Regulation (EU) 2019/2088 of the European Parliament and of the Council of 27 November 2019 (the 'Disclosure Regulation' or 'SFDR') requires financial market participants managing investments of financial instruments that are marketed in the EU to on their websites:

  • information about their policies on the integration of sustainability risks in their investment decision-making process,
  • information on how remuneration policies are consistent with the integration of sustainability risks,
    and
  • information on whether and how they consider adverse sustainability impacts at entity level.

Integration of Sustainability Risks in the Investment Decision-Making Process

The Mitsubishi UFJ Trust and Banking Corporation (hereinafter referred to as "we") approach to managing sustainability risks falls into the framework of the Mitsubishi UFJ Financial Group, Inc. (hereinafter referred to as "MUFG") policies and guidelines for sustainability and corporate social responsibility, in particular the Responsible Investment Policy of the Asset Management arm of MUFG ('MUFG AM'), established in accordance with the PRI.

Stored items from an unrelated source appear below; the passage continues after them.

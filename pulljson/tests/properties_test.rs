//! Property tests for candidate matching and the structural validator, using `proptest` to
//! generate inputs the way `kallsyms-gasp` (this pack's other `proptest` consumer) does.

use proptest::prelude::*;
use pulljson::{JsonReader, Reader, ValidatingSink, JsonSink, Number, TreeWriter};

fn init_logging() {
    let _ = env_logger::builder().is_test(true).try_init();
}

fn sorted_candidates(mut words: Vec<String>) -> Vec<String> {
    words.sort();
    words.dedup();
    words
}

proptest! {
    /// `try_key` on a sorted candidate list returns the candidate equal to the next key iff one is
    /// present (with no escapes), leaving the cursor at the key on a miss.
    #[test]
    fn try_key_matches_iff_key_is_a_candidate(
        key in "[a-z]{1,6}",
        other_candidates in prop::collection::vec("[a-z]{1,6}", 0..5),
    ) {
        init_logging();

        let mut candidates = other_candidates.clone();
        let with_match = {
            let mut v = candidates.clone();
            v.push(key.clone());
            sorted_candidates(v)
        };
        let without_match = {
            candidates.retain(|c| c != &key);
            sorted_candidates(candidates)
        };

        let source = format!(r#"{{"{key}":1}}"#);
        let refs: Vec<&str> = with_match.iter().map(String::as_str).collect();
        let mut r = Reader::from_str(&source);
        r.expect_object().unwrap();
        prop_assert_eq!(r.try_key(&refs).unwrap(), Some(key.as_str()));

        if !without_match.contains(&key) {
            let refs: Vec<&str> = without_match.iter().map(String::as_str).collect();
            let mut r = Reader::from_str(&source);
            r.expect_object().unwrap();
            prop_assert_eq!(r.try_key(&refs).unwrap(), None);
            // cursor is untouched: the key is still readable as a plain next_key.
            prop_assert_eq!(r.next_key().unwrap(), Some(key.as_str()));
        }
    }

    /// Any well-formed sequence of sink events (built recursively from a small JSON-shape
    /// generator) is accepted end-to-end by `ValidatingSink` without error.
    #[test]
    fn validating_sink_accepts_every_well_formed_shape(shape in json_shape(3)) {
        init_logging();
        let mut sink = ValidatingSink::new(TreeWriter::new());
        emit_shape(&shape, &mut sink).unwrap();
        prop_assert!(sink.is_complete());
    }

    /// Ending a composite one level too early (before all its children have been emitted) is
    /// always rejected by the validator.
    #[test]
    fn validating_sink_rejects_premature_end_object(extra_key in "[a-z]{1,4}") {
        init_logging();
        let mut sink = ValidatingSink::new(TreeWriter::new());
        sink.start_object().unwrap();
        sink.add_key(&extra_key).unwrap();
        // A value is now required; ending the object here is structurally invalid.
        prop_assert!(sink.end_object().is_err());
    }
}

#[derive(Debug, Clone)]
enum Shape {
    Null,
    Bool(bool),
    Num(i64),
    Str(String),
    Array(Vec<Shape>),
    Object(Vec<(String, Shape)>),
}

fn json_shape(depth: u32) -> impl Strategy<Value = Shape> {
    let leaf = prop_oneof![
        Just(Shape::Null),
        any::<bool>().prop_map(Shape::Bool),
        any::<i32>().prop_map(|n| Shape::Num(n as i64)),
        "[a-z]{0,8}".prop_map(Shape::Str),
    ];
    leaf.prop_recursive(depth, 16, 4, |inner| {
        prop_oneof![
            prop::collection::vec(inner.clone(), 0..4).prop_map(Shape::Array),
            prop::collection::vec(("[a-z]{1,4}", inner), 0..4).prop_map(Shape::Object),
        ]
    })
}

fn emit_shape(shape: &Shape, sink: &mut dyn JsonSink) -> Result<(), Box<dyn std::error::Error>> {
    match shape {
        Shape::Null => sink.add_null()?,
        Shape::Bool(b) => sink.add_bool(*b)?,
        Shape::Num(n) => sink.add_number(Number::Int(*n))?,
        Shape::Str(s) => sink.add_string(s)?,
        Shape::Array(items) => {
            sink.start_array()?;
            for item in items {
                emit_shape(item, sink)?;
            }
            sink.end_array()?;
        }
        Shape::Object(entries) => {
            sink.start_object()?;
            for (key, value) in entries {
                sink.add_key(key)?;
                emit_shape(value, sink)?;
            }
            sink.end_object()?;
        }
    }
    Ok(())
}
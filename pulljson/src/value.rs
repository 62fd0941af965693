//! The pre-parsed value tree backing [`crate::reader::tree::ValueReader`] and produced by
//! [`crate::sink::tree::TreeWriter`].
//!
//! Grounded on `u8pool`'s dictionary convention note in this pack (even/odd index pairs act as a
//! map) for the *idea* of a key-ordered map, implemented here with `indexmap::IndexMap` — a crate
//! this pack's sibling repository `apollo-compiler` already depends on for exactly this "preserve
//! insertion order" reason (see its `Cargo.toml`: `indexmap = "2.0.0"`).

use indexmap::IndexMap;

/// A parsed JSON number: kept as either a native integer or a double, matching the reader's
/// `expect_int`/`expect_double` split (see `DESIGN.md`, open question: number representation).
#[derive(Debug, Clone, Copy, PartialEq)]
pub enum Number {
    /// An integer literal with no fractional or exponent part.
    Int(i64),
    /// Any number with a fractional part, exponent, or one that did not fit in `i64`.
    Double(f64),
}

impl Number {
    /// The value widened to `f64`, regardless of which variant it is.
    #[must_use]
    pub fn as_f64(&self) -> f64 {
        match self {
            Number::Int(i) => *i as f64,
            Number::Double(d) => *d,
        }
    }
}

impl core::fmt::Display for Number {
    fn fmt(&self, f: &mut core::fmt::Formatter<'_>) -> core::fmt::Result {
        match self {
            Number::Int(i) => write!(f, "{i}"),
            Number::Double(d) => write!(f, "{d}"),
        }
    }
}

/// A fully-materialized JSON value, as produced by the tree builder sink and consumed by the tree
/// reader.
#[derive(Debug, Clone, PartialEq)]
pub enum Value {
    /// `null`
    Null,
    /// `true` / `false`
    Bool(bool),
    /// Any JSON number.
    Number(Number),
    /// A JSON string.
    String(String),
    /// A JSON array, in source order.
    Array(Vec<Value>),
    /// A JSON object. Duplicate keys collapse to the last-written value, per `IndexMap::insert`
    /// semantics; the remaining keys keep their first-seen order.
    Object(IndexMap<String, Value>),
}

impl Value {
    /// Convenience constructor for an empty array, used by the tree builder.
    #[must_use]
    pub fn empty_array() -> Self {
        Value::Array(Vec::new())
    }

    /// Convenience constructor for an empty object, used by the tree builder.
    #[must_use]
    pub fn empty_object() -> Self {
        Value::Object(IndexMap::new())
    }
}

As part of their Responsible Investment approach, we consider sustainability risks, as defined by SFDR, by identifying material environmental, social and governance (ESG) issues. Two criteria are used to identify Material ESG issues: one is to consider the ESG factors that risk harm to the long-term value for the investee companies - including sustainability risks; the second is to consider the opportunities that create long-term value or growth for the investee companies.

We monitor the ESG risks of investments for all actual investments by using specific measures such as a proprietary ESG score, an ESG hearing sheet and so on. The measures allow to evaluate the overall risks and opportunities that investments face in terms of ESG and sustainability. Analysts and managers can therefore take informed investment decisions by looking at a unified metric.

Additionally, we apply a negative screening to systematically exclude companies active in certain sector from the investment universe of the portfolios they manage. Such sectors include the manufacturing and distribution of anti-personnel landmines, cluster munitions and biological and chemical weapons.

More information is available by following the links below:


Integration of sustainability risks in remuneration policies

SFDR requires financial market participants to integrate information on the consistency of their remuneration policy with the integration of sustainability risks, in accordance with Art. 5 of the SFDR.

The integration of sustainability risks in governance structures and executive remuneration has been identified as a material ESG issue by us. The Group Remuneration Policy does not create incentives for taking excessive sustainability risks. Our compliance team ensures that such incentives are not provided to fund managers.

Sustainability risk management is considered as part of each relevant individual's performance, including the adherence of our personnel to our Responsible Investment Policy and Stewardship. Any unethical behavior infringing internal policies is investigated and actioned for possible disciplinary measures.

No Consideration of Sustainability Adverse Impacts

  • We do not consider the adverse impacts of its investment decisions on sustainability factors.
  • In order to measure the accurate and meaningful adverse sustainability impacts, we believe it is essential to have access to a standardised measurement of sustainability factors. Presently, we do not have access to such measurements, therefore does not consider principal adverse sustainability impacts.
  • We intend to consider adverse impacts in its investment process when standardized measurement of these factors will be available.